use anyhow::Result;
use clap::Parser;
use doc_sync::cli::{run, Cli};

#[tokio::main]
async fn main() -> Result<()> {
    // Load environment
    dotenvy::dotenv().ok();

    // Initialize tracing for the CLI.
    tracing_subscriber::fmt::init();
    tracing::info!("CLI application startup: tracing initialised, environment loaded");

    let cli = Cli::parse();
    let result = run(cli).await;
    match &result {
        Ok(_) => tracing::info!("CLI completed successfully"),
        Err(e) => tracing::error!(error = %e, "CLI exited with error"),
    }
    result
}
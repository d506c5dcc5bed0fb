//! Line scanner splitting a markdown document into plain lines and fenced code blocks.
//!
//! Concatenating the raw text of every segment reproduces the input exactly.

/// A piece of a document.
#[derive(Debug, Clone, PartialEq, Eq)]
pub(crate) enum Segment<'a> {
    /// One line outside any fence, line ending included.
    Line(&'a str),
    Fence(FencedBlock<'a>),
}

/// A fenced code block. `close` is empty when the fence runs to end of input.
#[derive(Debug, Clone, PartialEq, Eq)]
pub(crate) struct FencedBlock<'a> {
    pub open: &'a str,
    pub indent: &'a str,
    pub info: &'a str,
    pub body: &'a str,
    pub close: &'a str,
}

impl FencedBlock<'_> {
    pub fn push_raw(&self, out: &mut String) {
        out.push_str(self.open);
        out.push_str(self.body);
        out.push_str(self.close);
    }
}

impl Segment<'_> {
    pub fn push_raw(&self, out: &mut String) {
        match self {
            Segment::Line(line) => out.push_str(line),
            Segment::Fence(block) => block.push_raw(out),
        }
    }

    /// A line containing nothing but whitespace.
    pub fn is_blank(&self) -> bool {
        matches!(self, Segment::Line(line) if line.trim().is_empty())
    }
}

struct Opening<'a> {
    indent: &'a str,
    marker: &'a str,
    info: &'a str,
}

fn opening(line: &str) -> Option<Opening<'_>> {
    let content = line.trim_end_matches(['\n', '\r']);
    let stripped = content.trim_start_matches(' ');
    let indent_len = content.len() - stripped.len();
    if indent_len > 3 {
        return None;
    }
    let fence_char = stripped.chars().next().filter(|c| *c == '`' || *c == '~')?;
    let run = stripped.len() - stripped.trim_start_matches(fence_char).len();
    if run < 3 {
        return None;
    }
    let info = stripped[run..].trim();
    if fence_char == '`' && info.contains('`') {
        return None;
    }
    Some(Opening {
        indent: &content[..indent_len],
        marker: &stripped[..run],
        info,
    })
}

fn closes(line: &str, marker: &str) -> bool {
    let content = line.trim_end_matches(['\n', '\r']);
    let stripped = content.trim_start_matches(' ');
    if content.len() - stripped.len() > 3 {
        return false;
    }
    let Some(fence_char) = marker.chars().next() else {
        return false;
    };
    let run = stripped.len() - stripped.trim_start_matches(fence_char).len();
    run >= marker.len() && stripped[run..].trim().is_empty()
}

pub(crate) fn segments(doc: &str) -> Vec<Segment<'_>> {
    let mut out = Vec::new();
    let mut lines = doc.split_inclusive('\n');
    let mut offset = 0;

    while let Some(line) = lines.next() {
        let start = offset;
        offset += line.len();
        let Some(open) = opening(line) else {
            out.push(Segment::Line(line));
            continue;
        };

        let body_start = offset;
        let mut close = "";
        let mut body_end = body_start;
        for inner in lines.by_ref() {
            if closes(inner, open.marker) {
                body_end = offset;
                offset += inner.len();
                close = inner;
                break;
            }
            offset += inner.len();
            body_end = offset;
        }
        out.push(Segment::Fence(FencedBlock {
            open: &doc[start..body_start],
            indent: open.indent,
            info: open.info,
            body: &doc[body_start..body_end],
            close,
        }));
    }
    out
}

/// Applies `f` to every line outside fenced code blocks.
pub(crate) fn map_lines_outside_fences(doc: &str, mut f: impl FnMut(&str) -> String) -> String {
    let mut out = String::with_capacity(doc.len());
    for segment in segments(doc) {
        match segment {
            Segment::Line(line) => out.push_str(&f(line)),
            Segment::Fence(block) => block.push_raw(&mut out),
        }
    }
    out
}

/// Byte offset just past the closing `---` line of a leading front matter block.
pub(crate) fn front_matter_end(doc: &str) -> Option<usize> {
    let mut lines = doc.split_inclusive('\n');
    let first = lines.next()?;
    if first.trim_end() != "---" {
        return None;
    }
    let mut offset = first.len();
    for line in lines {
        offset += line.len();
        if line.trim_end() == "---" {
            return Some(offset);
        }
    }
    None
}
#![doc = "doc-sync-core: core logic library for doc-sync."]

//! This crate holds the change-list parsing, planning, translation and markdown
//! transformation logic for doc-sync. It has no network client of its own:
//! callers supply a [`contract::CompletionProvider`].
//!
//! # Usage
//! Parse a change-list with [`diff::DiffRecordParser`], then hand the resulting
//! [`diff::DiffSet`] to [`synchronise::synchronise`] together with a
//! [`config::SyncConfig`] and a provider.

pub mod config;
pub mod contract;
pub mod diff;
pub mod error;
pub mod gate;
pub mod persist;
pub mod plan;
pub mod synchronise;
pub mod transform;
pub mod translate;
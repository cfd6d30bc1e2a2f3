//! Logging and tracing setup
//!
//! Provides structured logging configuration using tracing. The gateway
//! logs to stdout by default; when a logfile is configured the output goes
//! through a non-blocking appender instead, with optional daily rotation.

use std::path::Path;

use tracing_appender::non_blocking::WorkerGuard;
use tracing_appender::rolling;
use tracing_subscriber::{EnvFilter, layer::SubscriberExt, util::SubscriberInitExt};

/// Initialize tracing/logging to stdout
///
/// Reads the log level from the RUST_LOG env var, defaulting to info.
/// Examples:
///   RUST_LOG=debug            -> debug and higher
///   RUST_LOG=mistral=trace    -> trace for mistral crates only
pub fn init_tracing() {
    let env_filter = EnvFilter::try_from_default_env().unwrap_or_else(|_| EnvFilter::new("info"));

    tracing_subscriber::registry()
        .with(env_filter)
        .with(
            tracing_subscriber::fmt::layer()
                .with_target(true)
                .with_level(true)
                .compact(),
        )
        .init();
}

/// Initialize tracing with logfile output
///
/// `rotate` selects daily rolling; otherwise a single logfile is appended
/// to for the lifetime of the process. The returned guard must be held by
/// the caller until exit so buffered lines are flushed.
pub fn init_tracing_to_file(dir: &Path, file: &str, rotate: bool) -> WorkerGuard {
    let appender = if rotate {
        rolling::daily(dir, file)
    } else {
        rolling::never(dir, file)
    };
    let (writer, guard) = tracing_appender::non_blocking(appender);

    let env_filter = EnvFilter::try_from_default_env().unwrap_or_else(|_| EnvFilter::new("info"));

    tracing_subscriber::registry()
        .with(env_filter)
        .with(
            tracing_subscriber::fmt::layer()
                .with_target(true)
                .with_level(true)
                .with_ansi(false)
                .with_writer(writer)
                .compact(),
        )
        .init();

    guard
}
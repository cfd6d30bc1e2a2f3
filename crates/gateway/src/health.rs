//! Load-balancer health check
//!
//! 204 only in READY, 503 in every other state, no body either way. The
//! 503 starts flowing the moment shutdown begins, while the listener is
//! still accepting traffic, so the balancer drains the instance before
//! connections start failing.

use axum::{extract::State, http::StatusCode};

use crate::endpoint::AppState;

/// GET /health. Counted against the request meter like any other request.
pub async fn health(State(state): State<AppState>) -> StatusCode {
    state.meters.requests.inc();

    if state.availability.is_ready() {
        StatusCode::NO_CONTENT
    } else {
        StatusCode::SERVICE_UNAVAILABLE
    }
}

-------------------------

» **Task requirements**: Exactly how many lines in the records contain the string "Some"? Give that number alone.

» **Response to this exercise**: 5